╔══

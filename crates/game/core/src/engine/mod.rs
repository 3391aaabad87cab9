//! Turn engine.
//!
//! [`GameManager`] is the single owner of all mutable match state: the board,
//! the effect and timer arenas, the crumb economy, hands and decks, and the
//! skill-targeting state machine. Its behavior is split across submodules
//! that each add an `impl GameManager` block:
//!
//! - `targeting`: skill activation and target selection
//! - `turns`: `end_turn` and turn-boundary hooks
//! - `effects`: effect stacking, expiry, promotion
//! - `timers`: timer scheduling and countdown
//! - `combat`: damage, heal, death cleanup, game over
//! - `movement`: unit movement and feature enter/exit hooks
//! - `placement`: squeak placement and spawning
//! - `available`: legal action enumeration
//! - `digest`: deterministic state hashing
mod available;
mod combat;
mod crumbs;
mod digest;
mod effects;
mod movement;
mod placement;
mod targeting;
mod timers;
mod turns;

use std::sync::Arc;

pub use available::AvailableAction;
pub use crumbs::CrumbsPerTurnModifier;
pub use targeting::{SkillStatus, TargetingView};
pub use turns::TurnChange;

use targeting::SkillState;
use tracing::debug;

use crate::board::{Board, Map, MapEntity};
use crate::config::GameConfig;
use crate::effect::EffectArena;
use crate::entity::{Entity, EntityId, StatsMut};
use crate::error::{EngineError, EngineResult, StateIssue, TargetIssue};
use crate::event::GameEvent;
use crate::feature::{Feature, FeatureId};
use crate::hex::OddRCoord;
use crate::rng::{Dice, PcgRng, RngOracle};
use crate::side::{Side, SideMap};
use crate::squeak::{Deck, EmptyDeck, Squeak};
use crate::timer::TimerArena;

/// Hand slot; `None` once the deck ran dry.
pub type HandSlot = Option<Arc<dyn Squeak>>;

/// Authoritative match state and the only mutation entry point.
pub struct GameManager {
    config: GameConfig,
    board: Board,
    effects: EffectArena,
    timers: TimerArena,
    turn: Side,
    first_turn: Side,
    turn_count: u32,
    crumbs: u32,
    hands: SideMap<Vec<HandSlot>>,
    decks: SideMap<Box<dyn Deck>>,
    crumb_modifier: CrumbsPerTurnModifier,
    rng: Arc<dyn RngOracle>,
    seed: u64,
    rolls: u64,
    skill_state: SkillState,
    winner: Option<Side>,
}

/// Builder for [`GameManager`].
pub struct GameManagerBuilder {
    map: Map,
    config: GameConfig,
    first_turn: Side,
    decks: SideMap<Box<dyn Deck>>,
    crumb_modifier: CrumbsPerTurnModifier,
    rng: Arc<dyn RngOracle>,
    seed: u64,
}

impl GameManagerBuilder {
    pub fn config(mut self, config: GameConfig) -> Self {
        self.config = config;
        self
    }

    pub fn first_turn(mut self, side: Side) -> Self {
        self.first_turn = side;
        self
    }

    pub fn deck(mut self, side: Side, deck: Box<dyn Deck>) -> Self {
        self.decks[side] = deck;
        self
    }

    pub fn crumb_modifier(mut self, modifier: CrumbsPerTurnModifier) -> Self {
        self.crumb_modifier = modifier;
        self
    }

    pub fn rng(mut self, rng: Arc<dyn RngOracle>) -> Self {
        self.rng = rng;
        self
    }

    pub fn seed(mut self, seed: u64) -> Self {
        self.seed = seed;
        self
    }

    /// Builds the board, deals both hands, and grants the first side its
    /// turn-1 crumbs.
    pub fn build(self) -> EngineResult<GameManager> {
        if self.config.crumb_step_turns == 0 {
            return Err(EngineError::Configuration(
                "crumb_step_turns must be positive".into(),
            ));
        }
        let mut map = self.map;
        let placed = std::mem::take(&mut map.entities);
        let board = Board::with_jump_height(map, self.config.jump_height)?;
        let crumbs = self
            .crumb_modifier
            .crumbs(&self.config, 1, self.first_turn);

        let mut game = GameManager {
            config: self.config,
            board,
            effects: EffectArena::new(),
            timers: TimerArena::default(),
            turn: self.first_turn,
            first_turn: self.first_turn,
            turn_count: 1,
            crumbs,
            hands: SideMap::default(),
            decks: self.decks,
            crumb_modifier: self.crumb_modifier,
            rng: self.rng,
            seed: self.seed,
            rolls: 0,
            skill_state: SkillState::Idle,
            winner: None,
        };

        for side in [game.first_turn, game.first_turn.other()] {
            let hand = (0..game.config.hand_length)
                .map(|_| game.draw_squeak(side))
                .collect();
            game.hands[side] = hand;
        }

        // One at a time, so each enter hook sees only the entities placed
        // before it.
        for MapEntity { template, pos, side } in placed {
            let entity = game.board.add_entity(&template, pos, side)?;
            game.feature_hooks(entity, side, None, Some(pos))?;
        }

        debug!(
            first_turn = %game.first_turn,
            crumbs = game.crumbs,
            seed = game.seed,
            "match started"
        );
        Ok(game)
    }
}

impl GameManager {
    pub fn builder(map: Map) -> GameManagerBuilder {
        GameManagerBuilder {
            map,
            config: GameConfig::default(),
            first_turn: Side::Rat,
            decks: SideMap::<Box<dyn Deck>>::new(Box::new(EmptyDeck), Box::new(EmptyDeck)),
            crumb_modifier: CrumbsPerTurnModifier::default(),
            rng: Arc::new(PcgRng),
            seed: 0,
        }
    }

    // ------------------------------------------------------------------
    // Read-only state
    // ------------------------------------------------------------------

    /// Side currently acting.
    pub fn turn(&self) -> Side {
        self.turn
    }

    pub fn first_turn(&self) -> Side {
        self.first_turn
    }

    /// Full rounds started so far, starting at 1.
    pub fn turn_count(&self) -> u32 {
        self.turn_count
    }

    /// Crumbs of the side currently acting.
    pub fn crumbs(&self) -> u32 {
        self.crumbs
    }

    pub fn config(&self) -> &GameConfig {
        &self.config
    }

    pub fn board(&self) -> &Board {
        &self.board
    }

    pub fn effects(&self) -> &EffectArena {
        &self.effects
    }

    pub fn timers(&self) -> &TimerArena {
        &self.timers
    }

    pub fn hand(&self, side: Side) -> &[HandSlot] {
        &self.hands[side]
    }

    pub fn deck_remaining(&self, side: Side) -> usize {
        self.decks[side].remaining()
    }

    pub fn crumb_modifier(&self) -> &CrumbsPerTurnModifier {
        &self.crumb_modifier
    }

    /// Modifier applied to future crumb grants.
    pub fn crumb_modifier_mut(&mut self) -> &mut CrumbsPerTurnModifier {
        &mut self.crumb_modifier
    }

    pub fn is_game_over(&self) -> bool {
        self.winner.is_some()
    }

    pub fn winner(&self) -> Option<Side> {
        self.winner
    }

    pub fn entity(&self, id: EntityId) -> EngineResult<&Entity> {
        self.board.get_entity(id)
    }

    pub fn feature(&self, id: FeatureId) -> EngineResult<&Feature> {
        self.board.get_feature(id)
    }

    // ------------------------------------------------------------------
    // Event log
    // ------------------------------------------------------------------

    pub fn pop_event(&mut self) -> Option<GameEvent> {
        self.board.events_mut().pop()
    }

    pub fn peek_event(&self) -> Option<&GameEvent> {
        self.board.events().peek()
    }

    pub fn drain_events(&mut self) -> Vec<GameEvent> {
        self.board.events_mut().drain()
    }

    pub(crate) fn emit(&mut self, event: GameEvent) {
        self.board.events_mut().push(event);
    }

    // ------------------------------------------------------------------
    // Randomness
    // ------------------------------------------------------------------

    /// Seeded roll source for dodge checks and similar collaborator rolls.
    pub fn dice(&mut self) -> Dice<'_> {
        Dice::new(self.rng.as_ref(), self.seed, &mut self.rolls)
    }

    fn draw_squeak(&mut self, side: Side) -> HandSlot {
        let mut dice = Dice::new(self.rng.as_ref(), self.seed, &mut self.rolls);
        self.decks[side].draw(&mut dice)
    }

    // ------------------------------------------------------------------
    // Guards
    // ------------------------------------------------------------------

    fn ensure_running(&self) -> EngineResult<()> {
        if self.winner.is_some() {
            return Err(EngineError::InvalidStateTransition(StateIssue::GameOver));
        }
        Ok(())
    }

    fn ensure_not_selecting(&self) -> EngineResult<()> {
        if self.is_selecting_target() {
            return Err(EngineError::InvalidStateTransition(
                StateIssue::SelectingTargets,
            ));
        }
        Ok(())
    }

    /// Guard for player actions: game running and no skill waiting for
    /// targets. Content primitives only check the latter so hooks can keep
    /// resolving after a lair falls.
    fn ensure_idle(&self) -> EngineResult<()> {
        self.ensure_running()?;
        self.ensure_not_selecting()
    }

    // ------------------------------------------------------------------
    // Occupant lookup relative to the acting side
    // ------------------------------------------------------------------

    /// Topmost damageable entity on `coord` not on the acting side.
    pub fn get_enemy_on_pos(&self, coord: OddRCoord) -> EngineResult<Option<EntityId>> {
        Ok(self.get_enemies_on_pos(coord)?.first().copied())
    }

    /// Every damageable entity on `coord` not on the acting side, top first.
    pub fn get_enemies_on_pos(&self, coord: OddRCoord) -> EngineResult<Vec<EntityId>> {
        let turn = Some(self.turn);
        self.occupants_top_down(coord, |entity| entity.side() != turn)
    }

    /// Topmost damageable entity on `coord` on the acting side.
    pub fn get_ally_on_pos(&self, coord: OddRCoord) -> EngineResult<Option<EntityId>> {
        let turn = Some(self.turn);
        Ok(self
            .occupants_top_down(coord, |entity| entity.side() == turn)?
            .first()
            .copied())
    }

    /// Topmost damageable entity on `coord` regardless of side.
    pub fn get_any_on_pos(&self, coord: OddRCoord) -> EngineResult<Option<EntityId>> {
        Ok(self.occupants_top_down(coord, |_| true)?.first().copied())
    }

    fn occupants_top_down(
        &self,
        coord: OddRCoord,
        keep: impl Fn(&Entity) -> bool,
    ) -> EngineResult<Vec<EntityId>> {
        let tile = self.board.tile(coord)?;
        Ok(tile
            .entities()
            .iter()
            .rev()
            .filter_map(|id| self.board.entity(*id))
            .filter(|entity| entity.is_damageable() && keep(entity))
            .map(Entity::id)
            .collect())
    }

    /// Topmost damageable feature on `coord` not on the acting side.
    pub fn get_feature_on_pos(&self, coord: OddRCoord) -> EngineResult<Option<FeatureId>> {
        let turn = Some(self.turn);
        self.feature_top_down(coord, |feature| feature.side() != turn)
    }

    /// Topmost damageable feature on `coord` on the acting side.
    pub fn get_ally_feature_on_pos(&self, coord: OddRCoord) -> EngineResult<Option<FeatureId>> {
        let turn = Some(self.turn);
        self.feature_top_down(coord, |feature| feature.side() == turn)
    }

    fn feature_top_down(
        &self,
        coord: OddRCoord,
        keep: impl Fn(&Feature) -> bool,
    ) -> EngineResult<Option<FeatureId>> {
        let tile = self.board.tile(coord)?;
        Ok(tile
            .features()
            .iter()
            .rev()
            .filter_map(|id| self.board.feature(*id))
            .find(|feature| feature.is_damageable() && keep(feature))
            .map(Feature::id))
    }

    // ------------------------------------------------------------------
    // Direct stat and health adjustments for content hooks
    // ------------------------------------------------------------------

    /// Signed stat adjustments, used by effect hooks.
    pub fn adjust_stats(&mut self, entity: EntityId) -> EngineResult<StatsMut<'_>> {
        Ok(StatsMut::new(self.board.entity_mut(entity)?))
    }

    /// Sets a feature's health, clamped to `1..=max_health`.
    pub fn set_feature_health(&mut self, feature: FeatureId, health: u32) -> EngineResult<()> {
        let feature = self.board.feature_mut(feature)?;
        let max = feature
            .max_health
            .ok_or(EngineError::InvalidTarget(TargetIssue::Indestructible))?;
        feature.health = Some(health.clamp(1, max.max(1)));
        Ok(())
    }
}

impl std::fmt::Debug for GameManager {
    fn fmt(&self, f: &mut std::fmt::Formatter<'_>) -> std::fmt::Result {
        f.debug_struct("GameManager")
            .field("turn", &self.turn)
            .field("turn_count", &self.turn_count)
            .field("crumbs", &self.crumbs)
            .field("board", &self.board)
            .field("effects", &self.effects.len())
            .field("timers", &self.timers.len())
            .field("selecting_target", &self.is_selecting_target())
            .field("winner", &self.winner)
            .finish_non_exhaustive()
    }
}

╚══

Write the number of data lines with "HandSlot", nothing else.

4